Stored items
# # # # # # #

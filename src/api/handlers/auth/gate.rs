//! Middleware guarding the admin console pages.

use axum::{
    extract::{Extension, Request},
    http::header::SET_COOKIE,
    middleware::Next,
    response::{IntoResponse, Redirect, Response},
};
use chrono::Utc;
use std::sync::Arc;
use tracing::{debug, error};

use super::{
    session::{extract_session_token, issue_session_cookie},
    state::AuthState,
};
use crate::store::Role;

pub const LOGIN_PAGE: &str = "/admin/login";

/// Serve admin pages only to a valid admin session and slide its expiry.
///
/// The login page passes through untouched. A rejected cookie is left in
/// place; the redirect alone sends the browser back to the login form.
pub async fn admin_gate(
    Extension(auth_state): Extension<Arc<AuthState>>,
    request: Request,
    next: Next,
) -> Response {
    if request.uri().path() == LOGIN_PAGE {
        return next.run(request).await;
    }

    let Some(token) = extract_session_token(request.headers()) else {
        debug!("No session cookie, redirecting to login");
        return Redirect::to(LOGIN_PAGE).into_response();
    };

    let now = Utc::now();
    let claims = match auth_state.codec().decode(&token, now.timestamp()) {
        Ok(claims) => claims,
        Err(err) => {
            debug!(reason = %err, "Session cookie rejected, redirecting to login");
            return Redirect::to(LOGIN_PAGE).into_response();
        }
    };

    if claims.user.role != Role::Admin {
        debug!("Session is not an admin session, redirecting to login");
        return Redirect::to(LOGIN_PAGE).into_response();
    }

    let mut response = next.run(request).await;

    match issue_session_cookie(
        &auth_state,
        &claims.user,
        now,
        auth_state.config().session_ttl_seconds(),
    ) {
        Ok(cookie) => {
            response.headers_mut().append(SET_COOKIE, cookie);
        }
        Err(err) => error!("Failed to refresh session cookie: {err:#}"),
    }

    response
}
//! Admin authentication.
//!
//! ## Sessions
//!
//! Login signs an HS256 token with the configured secret and stores it in the
//! `session` cookie for 24 hours. The admin pages sit behind [`gate`], which
//! re-issues the cookie on every page view with the configured sliding TTL.
//! JSON endpoints use [`principal::require_admin`] and answer 401 instead of
//! redirecting.
//!
//! Nothing about a session is stored server side, so logout only clears the
//! cookie in the calling browser.
//!
//! ## Seeding
//!
//! When both admin credentials are configured, [`seed::seed_admin`] creates
//! the account at startup. It never overwrites an existing password.

pub(crate) mod codec;
pub(crate) mod gate;
pub(crate) mod login;
pub(crate) mod password;
pub(crate) mod principal;
pub(crate) mod seed;
pub(crate) mod session;
mod state;
pub(crate) mod types;

pub use codec::{CodecError, SessionClaims, SessionCodec, SessionUser};
pub use seed::{SeedOutcome, seed_admin};
pub use state::{AuthConfig, AuthState, LOGIN_SESSION_TTL_SECONDS};

#[cfg(test)]
mod tests;
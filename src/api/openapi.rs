use super::handlers::{analytics, auth, contact, events, health, inquiries, stats};
use utoipa::openapi::{Contact, InfoBuilder, License, OpenApiBuilder, Tag};
use utoipa_axum::{router::OpenApiRouter, routes};

#[must_use]
pub fn openapi() -> utoipa::openapi::OpenApi {
    let (_router, openapi) = api_router().split_for_parts();
    openapi
}

/// Router for every JSON endpoint; the same wiring feeds the `OpenAPI` document.
///
/// Handlers sharing a path are registered together in one `routes!` call.
pub(crate) fn api_router() -> OpenApiRouter {
    let mut router = OpenApiRouter::with_openapi(cargo_openapi())
        .routes(routes!(health::health))
        .routes(routes!(auth::login::login))
        .routes(routes!(auth::session::logout))
        .routes(routes!(auth::session::session))
        .routes(routes!(stats::stats))
        .routes(routes!(events::list_events, events::create_event))
        .routes(routes!(
            events::get_event,
            events::update_event,
            events::delete_event
        ))
        .routes(routes!(inquiries::list_inquiries))
        .routes(routes!(inquiries::inquire))
        .routes(routes!(contact::contact))
        .routes(routes!(analytics::record));

    router.get_openapi_mut().tags = Some(
        [
            ("health", "Liveness and store reachability"),
            ("auth", "Admin login, logout and session probe"),
            ("admin", "Dashboard statistics"),
            ("events", "Event listings"),
            ("inquiries", "Contact form inquiries"),
            ("contact", "Contact capture"),
            ("analytics", "Visitor interaction log"),
        ]
        .into_iter()
        .map(|(name, description)| {
            let mut tag = Tag::new(name);
            tag.description = Some(description.to_string());
            tag
        })
        .collect(),
    );

    router
}

fn cargo_openapi() -> utoipa::openapi::OpenApi {
    // Cargo.toml metadata rather than the utoipa-axum defaults.
    let mut info = InfoBuilder::new()
        .title(env!("CARGO_PKG_NAME"))
        .version(env!("CARGO_PKG_VERSION"))
        .description(optional_str(env!("CARGO_PKG_DESCRIPTION")))
        .build();

    info.contact = cargo_contact();
    info.license = cargo_license();

    OpenApiBuilder::new().info(info).build()
}

fn cargo_contact() -> Option<Contact> {
    let primary = env!("CARGO_PKG_AUTHORS").split(';').next().map(str::trim)?;
    let (name, email) = parse_author(primary);
    if name.is_none() && email.is_none() {
        return None;
    }

    let mut contact = Contact::new();
    contact.name = name.map(str::to_string);
    contact.email = email.map(str::to_string);
    Some(contact)
}

fn cargo_license() -> Option<License> {
    let identifier = optional_str(env!("CARGO_PKG_LICENSE"))?;
    let mut license = License::new(identifier);
    license.identifier = Some(identifier.to_string());
    Some(license)
}

fn optional_str(value: &str) -> Option<&str> {
    Some(value.trim()).filter(|value| !value.is_empty())
}

/// Split `Name <email>` into its parts.
fn parse_author(author: &str) -> (Option<&str>, Option<&str>) {
    match author.split_once('<') {
        Some((name, email)) => (
            optional_str(name),
            optional_str(email.trim_end_matches('>')),
        ),
        None => (optional_str(author), None),
    }
}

# # # # # # #

### Aim of the task
Scan the lines above for "pub const LOGIN_PAGE: &str" and for "let now = Utc::now();". Repeat exactly the line holding each of them and every line in between.

### Solved exercise
pub const LOGIN_PAGE: &str = "/admin/login";

/// Serve admin pages only to a valid admin session and slide its expiry.
///
/// The login page passes through untouched. A rejected cookie is left in
/// place; the redirect alone sends the browser back to the login form.
pub async fn admin_gate(
    Extension(auth_state): Extension<Arc<AuthState>>,
    request: Request,
    next: Next,
) -> Response {
    if request.uri().path() == LOGIN_PAGE {
        return next.run(request).await;
    }

    let Some(token) = extract_session_token(request.headers()) else {
        debug!("No session cookie, redirecting to login");
        return Redirect::to(LOGIN_PAGE).into_response();
    };

    let now = Utc::now();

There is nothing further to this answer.